The topic you need to talk about is restriction you put on farmers, preventing them from selling their land for non-agricultural purposes. No, please don’t change the topic or use euphemisms. Your romantic view of farming is directly responsible for keeping farmers in penury and bound to their land.

Because of your support for those rules, farmers cannot sell their land. If an industrialist wants to set up a factory in a rural area, he cannot approach the farmers directly and cut a deal. He has to approach the government to acquire land for him. Because of you, local politicians can run reigns of terror over entire districts, because they have feudal power over which land gets acquired and which doesn’t. Your support for these rules is directly responsible for thousands of crores worth of corruption in India.

Your support for this idiotic restriction forces landless labourers to travel long distances, to cities in different states to get seasonal jobs. If you had let industries come up in backward areas, they would have got jobs close to their homes.

Your support is directly responsible for the stunted and haphazard growth of our cities. You are responsible for not letting small towns in India develop. These restrictions put inordinate amount of pressure on large cities and have made them unlivable. You are directly responsible for that, and if you own a house or piece of land in those cities, you are directly benefiting from the cruelty you are inflicting on farmers.

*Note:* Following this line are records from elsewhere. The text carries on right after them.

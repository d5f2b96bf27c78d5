/// Highest class-file major version the parser accepts by default (Java 25).
pub const DEFAULT_MAX_MAJOR_VERSION: u16 = 69;

pub const ENV_MAX_MAJOR_VERSION: &str = "CLASSDEX_MAX_MAJOR_VERSION";
pub const ENV_SKIP_INVISIBLE: &str = "CLASSDEX_SKIP_INVISIBLE";

#[derive(Debug, Clone, PartialEq, Eq)]
pub struct ParserConfig {
    /// Class files with a newer major version fail with `UnsupportedVersion`.
    pub max_major_version: u16,
    /// Whether `RuntimeInvisible*` annotation tables are decoded.
    pub include_invisible_annotations: bool,
    /// Whether finished field, method and component types go through the
    /// shared type table.
    pub intern_types: bool,
}

impl Default for ParserConfig {
    fn default() -> Self {
        Self {
            max_major_version: DEFAULT_MAX_MAJOR_VERSION,
            include_invisible_annotations: true,
            intern_types: true,
        }
    }
}

impl ParserConfig {
    /// Defaults overridden by `CLASSDEX_MAX_MAJOR_VERSION` and
    /// `CLASSDEX_SKIP_INVISIBLE`. Unparsable values are ignored.
    pub fn from_env() -> Self {
        Self::from_lookup(|key| std::env::var(key).ok())
    }

    fn from_lookup(lookup: impl Fn(&str) -> Option<String>) -> Self {
        let mut config = Self::default();
        if let Some(version) = lookup(ENV_MAX_MAJOR_VERSION).and_then(|v| v.trim().parse().ok()) {
            config.max_major_version = version;
        }
        if let Some(skip) = lookup(ENV_SKIP_INVISIBLE) {
            config.include_invisible_annotations =
                !matches!(skip.trim().to_ascii_lowercase().as_str(), "1" | "true" | "yes");
        }
        config
    }
}

#[derive(Debug, Clone, Default, PartialEq, Eq)]
pub struct BatchConfig {
    pub parser: ParserConfig,
    /// Worker threads for parsing; `None` uses the global rayon pool.
    pub threads: Option<usize>,
    /// Abort the whole batch on a class with an unsupported version instead
    /// of recording it as a failure.
    pub fail_fast_on_unsupported: bool,
}

#[cfg(test)]
mod tests {
    use super::*;

    #[test]
    fn test_defaults() {
        let config = ParserConfig::default();
        assert_eq!(config.max_major_version, 69);
        assert!(config.include_invisible_annotations);
        assert!(config.intern_types);
    }

    #[test]
    fn test_lookup_overrides() {
        let config = ParserConfig::from_lookup(|key| match key {
            ENV_MAX_MAJOR_VERSION => Some("52".to_string()),
            ENV_SKIP_INVISIBLE => Some("true".to_string()),
            _ => None,
        });
        assert_eq!(config.max_major_version, 52);
        assert!(!config.include_invisible_annotations);

        let garbage = ParserConfig::from_lookup(|key| match key {
            ENV_MAX_MAJOR_VERSION => Some("latest".to_string()),
            _ => None,
        });
        assert_eq!(garbage, ParserConfig::default());
    }
}
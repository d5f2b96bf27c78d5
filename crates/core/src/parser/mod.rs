mod annotations;
mod class_file;
mod constant_pool;
mod descriptor;
mod module;
mod reader;
mod signature;
mod type_annotations;

use crate::config::ParserConfig;
use crate::error::Result;
use crate::model::NameTable;
use classdex_api::{ClassInfo, ClassSummary};

/// Result of parsing one class file.
#[derive(Debug, Clone)]
pub struct ParsedClass {
    pub info: ClassInfo,
    pub summary: ClassSummary,
}

/// Turns class-file bytes into a [`ClassInfo`].
///
/// Every name and string is interned through the shared [`NameTable`], so
/// parsers on different threads can feed one index.
#[derive(Debug, Clone, Copy)]
pub struct ClassFileParser<'t> {
    names: &'t NameTable,
    config: &'t ParserConfig,
}

impl<'t> ClassFileParser<'t> {
    pub fn new(names: &'t NameTable, config: &'t ParserConfig) -> Self {
        Self { names, config }
    }

    pub fn names(&self) -> &'t NameTable {
        self.names
    }

    /// Parses a complete class file.
    ///
    /// Never panics on hostile input: every read is bounds checked and every
    /// constant pool reference is validated before use.
    pub fn parse(&self, bytes: &[u8]) -> Result<ParsedClass> {
        let parsed = class_file::decode_class(bytes, self.names, self.config)?;
        tracing::trace!(
            "parsed {} ({} fields, {} methods)",
            parsed.summary.name,
            parsed.summary.field_count,
            parsed.summary.method_count
        );
        Ok(parsed)
    }
}
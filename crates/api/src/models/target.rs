use super::name::DotName;
use serde::{Deserialize, Serialize};
use smol_str::SmolStr;
use std::fmt;

/// Where an annotation instance is declared.
#[derive(Debug, Clone, PartialEq, Eq, Hash, Serialize, Deserialize)]
pub struct AnnotationTarget {
    pub class: DotName,
    pub site: TargetSite,
}

impl AnnotationTarget {
    pub fn new(class: DotName, site: TargetSite) -> Self {
        Self { class, site }
    }

    pub fn is_type_use(&self) -> bool {
        matches!(self.site, TargetSite::Type { .. })
    }
}

#[derive(Debug, Clone, PartialEq, Eq, Hash, Serialize, Deserialize)]
pub enum TargetSite {
    Class,
    Field(SmolStr),
    Method(MethodRef),
    MethodParameter { method: MethodRef, position: u16 },
    RecordComponent(SmolStr),
    Type { usage: TypeUsage, path: TypePath },
}

/// Identifies a method inside its class; name plus erased descriptor is unique.
#[derive(Debug, Clone, PartialEq, Eq, Hash, PartialOrd, Ord, Serialize, Deserialize)]
pub struct MethodRef {
    pub name: SmolStr,
    pub descriptor: SmolStr,
}

impl MethodRef {
    pub fn new(name: impl Into<SmolStr>, descriptor: impl Into<SmolStr>) -> Self {
        Self {
            name: name.into(),
            descriptor: descriptor.into(),
        }
    }
}

impl fmt::Display for MethodRef {
    fn fmt(&self, f: &mut fmt::Formatter<'_>) -> fmt::Result {
        write!(f, "{}{}", self.name, self.descriptor)
    }
}

/// Index of the superclass in [`TypeUsage::Supertype`].
pub const SUPERCLASS_INDEX: u16 = u16::MAX;

/// The type position a type-use annotation is rooted at.
#[derive(Debug, Clone, PartialEq, Eq, Hash, Serialize, Deserialize)]
pub enum TypeUsage {
    /// `extends`/`implements` clause; [`SUPERCLASS_INDEX`] for the superclass,
    /// otherwise the interface position.
    Supertype { index: u16 },
    ClassTypeParameter { index: u8 },
    ClassTypeParameterBound { parameter: u8, bound: u8 },
    MethodTypeParameter { method: MethodRef, index: u8 },
    MethodTypeParameterBound { method: MethodRef, parameter: u8, bound: u8 },
    Field { field: SmolStr },
    RecordComponent { component: SmolStr },
    MethodReturn { method: MethodRef },
    MethodReceiver { method: MethodRef },
    MethodParameter { method: MethodRef, position: u16 },
    Throws { method: MethodRef, index: u16 },
}

/// One instruction of a type path.
#[derive(Debug, Clone, Copy, PartialEq, Eq, Hash, Serialize, Deserialize)]
pub enum TypePathStep {
    /// Deeper in an array type.
    Array,
    /// Deeper in a nested type.
    Nested,
    /// On the bound of a wildcard type argument.
    WildcardBound,
    /// On the n-th type argument of a parameterized type.
    TypeArgument(u8),
}

/// Addresses one position inside a type; empty means the type itself.
#[derive(Debug, Clone, Default, PartialEq, Eq, Hash, Serialize, Deserialize)]
pub struct TypePath(pub Vec<TypePathStep>);

impl TypePath {
    pub fn steps(&self) -> &[TypePathStep] {
        &self.0
    }

    pub fn is_empty(&self) -> bool {
        self.0.is_empty()
    }
}

impl fmt::Display for TypePath {
    fn fmt(&self, f: &mut fmt::Formatter<'_>) -> fmt::Result {
        for step in &self.0 {
            match step {
                TypePathStep::Array => f.write_str("[")?,
                TypePathStep::Nested => f.write_str(".")?,
                TypePathStep::WildcardBound => f.write_str("*")?,
                TypePathStep::TypeArgument(i) => write!(f, "{};", i)?,
            }
        }
        Ok(())
    }
}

No, please don’t give me excuses for why you do not support lifting this restriction fully. I have heard those and I don’t care. I don’t care for what your theoretical ideal of village life is. These are the facts. 60% of our people are working on an activity that contributes only 30% to the GDP. There are more farmers than needed, producing more food than can be consumed, using land less efficiently than necessary. There really is no way to get a better income for the farmers without making food more expensive for the poor. Don’t try to juggle the numbers. There really is no way. The only way out is for us to have fewer farmers working more productively on less land. But the rules you are supporting make it tougher for the transition from agriculture to industry to take place gracefully.

I am accusing you, the middle-class Indian, with good reason. Usually the reason for the existence of idiotic laws is that some interest groups benefit from them. This is true of laws related to agricultural land too. Corrupt politicians, bureaucrats and land sharks derive their power from this rule. Industrialist prefer to grab land through politicians rather than buy it and leftists use the opportunity to extract their pound of flesh in the name of protecting the interests of the poor. And people like you who have no idea of village life, whose parents or grand parents have abandoned a lifestyle in favour of city dwelling, still continue to insist on romanticizing the village and agriculture. It is this attitude that makes it almost impossible to find any columnist or editor who will say that farmers should be allowed to sell their land.

The root of so many of the problems you find in India lies in this problem, whether it is the BMIC or Singur. The next time you want to ask someone “Why have the benefits of liberalization not reached the poor even after 15 years of liberalization?” ask yourself “Do I support the right of farmers to sell their land to anyone they want?” If your answer is “No”, then the you have found the answer to your first question. It is because of you.

65 thoughts on “Dear Middle class of India,

  1. Excellent post, Ravi. I’d contend, though, that “the middle-class India” you speak to doesn’t necessarily support that stupid law: he is probably ignorant of it, and perhaps apathetic towards its consequences.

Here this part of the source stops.